Roughly 60% of Gen Zers say they are stressed about money this year more than last year, according to a Bankrate survey from July. It’s no surprise either—85% of Gen Zers say that they couldn’t afford one month’s expenses if they lost their job today.

And since young people are typically affected by inflation the most, as they are the most likely to work part-time or low-paying jobs, this economic climate may have left Gen Z with permanent “psychological scars,” one expert says.

“How can young people build careers or wealth if they don’t have jobs, and prices of goods and services continue to increase?” Dayo Abinusawa, founder of London’s Awa Business School and a former lecturer at Cambridge University’s Judge Business School, previously told Fortune.

One Fidelity survey backs this argument: 45% of 18- to 35-year-olds “don't see a point in saving until things return to normal." Some Gen Zers have even adopted the mentality that “money isn’t real” and are justifying spending on items to “treat themselves” amid a bleak reality.
Why it matters

Of course, every generation has lived through era-defining historical events. Millennials remember the 9/11 terrorist attacks and the U.S. invasion of Iraq.

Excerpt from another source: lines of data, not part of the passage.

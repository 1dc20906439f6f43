//! Work queue feeding cards to the worker threads.
//!
//! All items are queued before the workers start; the sender is dropped right
//! after, so a worker's `recv` failing means the batch is drained.

use std::sync::mpsc::{Receiver, Sender, channel};

use crate::card::CardMetadata;
use crate::correction::CardCorrections;

/// One card to read, with its own slice of the correction table.
#[derive(Debug, Clone)]
pub struct CardWorkItem {
    pub card: CardMetadata,
    pub corrections: CardCorrections,
}

impl CardWorkItem {
    pub fn new(card: CardMetadata, corrections: CardCorrections) -> Self {
        Self { card, corrections }
    }
}

pub fn create_work_queue() -> (Sender<CardWorkItem>, Receiver<CardWorkItem>) {
    channel()
}
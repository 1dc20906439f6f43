//! Slicing the text box into per-ability zones.

use tracing::{debug, warn};

use super::labels::{LABEL_MARGIN, LabelBlock};
use crate::layout::Rect;

/// Flavor text starts this far below the separator.
pub const FLAVOR_MARGIN: u32 = 14;
/// Remainder zones this short only hold the top edge of the first label.
const MIN_REMAINDER_HEIGHT: u32 = 35;

#[derive(Clone, Copy, Debug, PartialEq, Eq)]
pub struct AbilityZone {
    pub label: Rect,
    pub body: Rect,
    /// Filled with the mask colour before the body is cropped.
    pub label_mask: Rect,
}

/// Text box geometry, in text box coordinates. Zones are ordered top to bottom.
#[derive(Clone, Debug, Default, PartialEq, Eq)]
pub struct TextboxGeometry {
    pub labels: Vec<LabelBlock>,
    pub separator: Option<u32>,
    pub zones: Vec<AbilityZone>,
    pub remainder: Option<Rect>,
    pub flavor: Option<Rect>,
}

/// Turns labels and the separator into crop rectangles.
///
/// Works bottom-up: each label's body runs from the label top down to the top
/// of the block below it, and whatever sits above the highest label is the
/// unlabeled remainder. `unsearched_flavor_text` marks a card known to have
/// flavor text whose separator wasn't looked for; its margin is still kept
/// clear of the last body.
pub fn slice_zones(
    width: u32,
    height: u32,
    labels: Vec<LabelBlock>,
    separator: Option<u32>,
    left_inset: u32,
    right_inset: u32,
    unsearched_flavor_text: bool,
) -> TextboxGeometry {
    let inset_right = width.saturating_sub(right_inset);

    let flavor = separator.and_then(|y| {
        if y + FLAVOR_MARGIN >= height {
            warn!("Flavor separator at y={} leaves no room for flavor text in a {} pixel text box", y, height);
            None
        } else {
            Some(Rect::new(left_inset, y + FLAVOR_MARGIN, inset_right, height))
        }
    });

    let mut previous_top = match (separator, flavor) {
        (Some(y), Some(_)) => y.saturating_sub(FLAVOR_MARGIN + 1),
        // A separator too low for flavor text still ends the ability text
        (Some(y), None) => y,
        (None, _) if unsearched_flavor_text => height.saturating_sub(FLAVOR_MARGIN + 1),
        (None, _) => height,
    };

    let mut zones = Vec::with_capacity(labels.len());
    for label in labels.iter().rev() {
        let body_bottom = previous_top.max(label.top);
        zones.push(AbilityZone {
            label: Rect::new(0, label.top, label.right, label.bottom),
            body: Rect::new(0, label.top, width, body_bottom),
            label_mask: Rect::new(0, 0, label.right + LABEL_MARGIN, label.bottom),
        });
        previous_top = label.top;
    }
    zones.reverse();

    let remainder = if previous_top > MIN_REMAINDER_HEIGHT {
        Some(Rect::new(left_inset, 0, inset_right, previous_top))
    } else {
        debug!("No text above the ability labels, highest label is at y={}", previous_top);
        None
    };

    TextboxGeometry {
        labels,
        separator,
        zones,
        remainder,
        flavor,
    }
}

Baby boomers lived through the civil rights movement and the Vietnam War. But no other generation has been plugged into the world through the internet from such a young age like Gen Z.

Gen Z is already wielding their power in notable and sometimes comical ways. In June 2020, teenage TikTok users (with the help of K-pop fans) claimed to have sunk a Trump campaign rally by registering for thousands of tickets with no intention of actually attending. And last summer, after the Supreme Court overturned Roe v. Wade, a then-19-year-old activist raised over $2 million in abortion funds by trolling Florida Rep. Matt Gaetz.

It remains to be seen what they will do when Gen Z comes into decision-making positions in the workplace—perhaps they’ll channel their rage and cynicism effectively as some have already demonstrated—but Abinusawa warned that “a society where the young have little to no hope for the future is not a sustainable one.”